▶ _Records provided_:
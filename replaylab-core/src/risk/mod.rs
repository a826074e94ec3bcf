//! Risk — position sizing and the equity / per-period PnL ledger.
//!
//! Sizing uses equity at signal time. The ledger owns one `PeriodRecord` per
//! calendar day and per ISO week; records are created on first touch and
//! frozen once a later period has been touched.

pub mod ledger;
pub mod sizing;

pub use ledger::{LedgerError, PeriodRecord, RiskLedger, WeekKey};
pub use sizing::{position_size, PositionSize, EPSILON};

▶ _The problem_: Every single line of the listing must be retyped exactly.

▶ _Completed exercise_:
filename replaylab-core/src/risk/mod.rs
repository a826074e94ec3bcf
//! Risk — position sizing and the equity / per-period PnL ledger.
//!
//! Sizing uses equity at signal time. The ledger owns one `PeriodRecord` per
//! calendar day and per ISO week; records are created on first touch and
//! frozen once a later period has been touched.

pub mod ledger;
pub mod sizing;

pub use ledger::{LedgerError, PeriodRecord, RiskLedger, WeekKey};
pub use sizing::{position_size, PositionSize, EPSILON};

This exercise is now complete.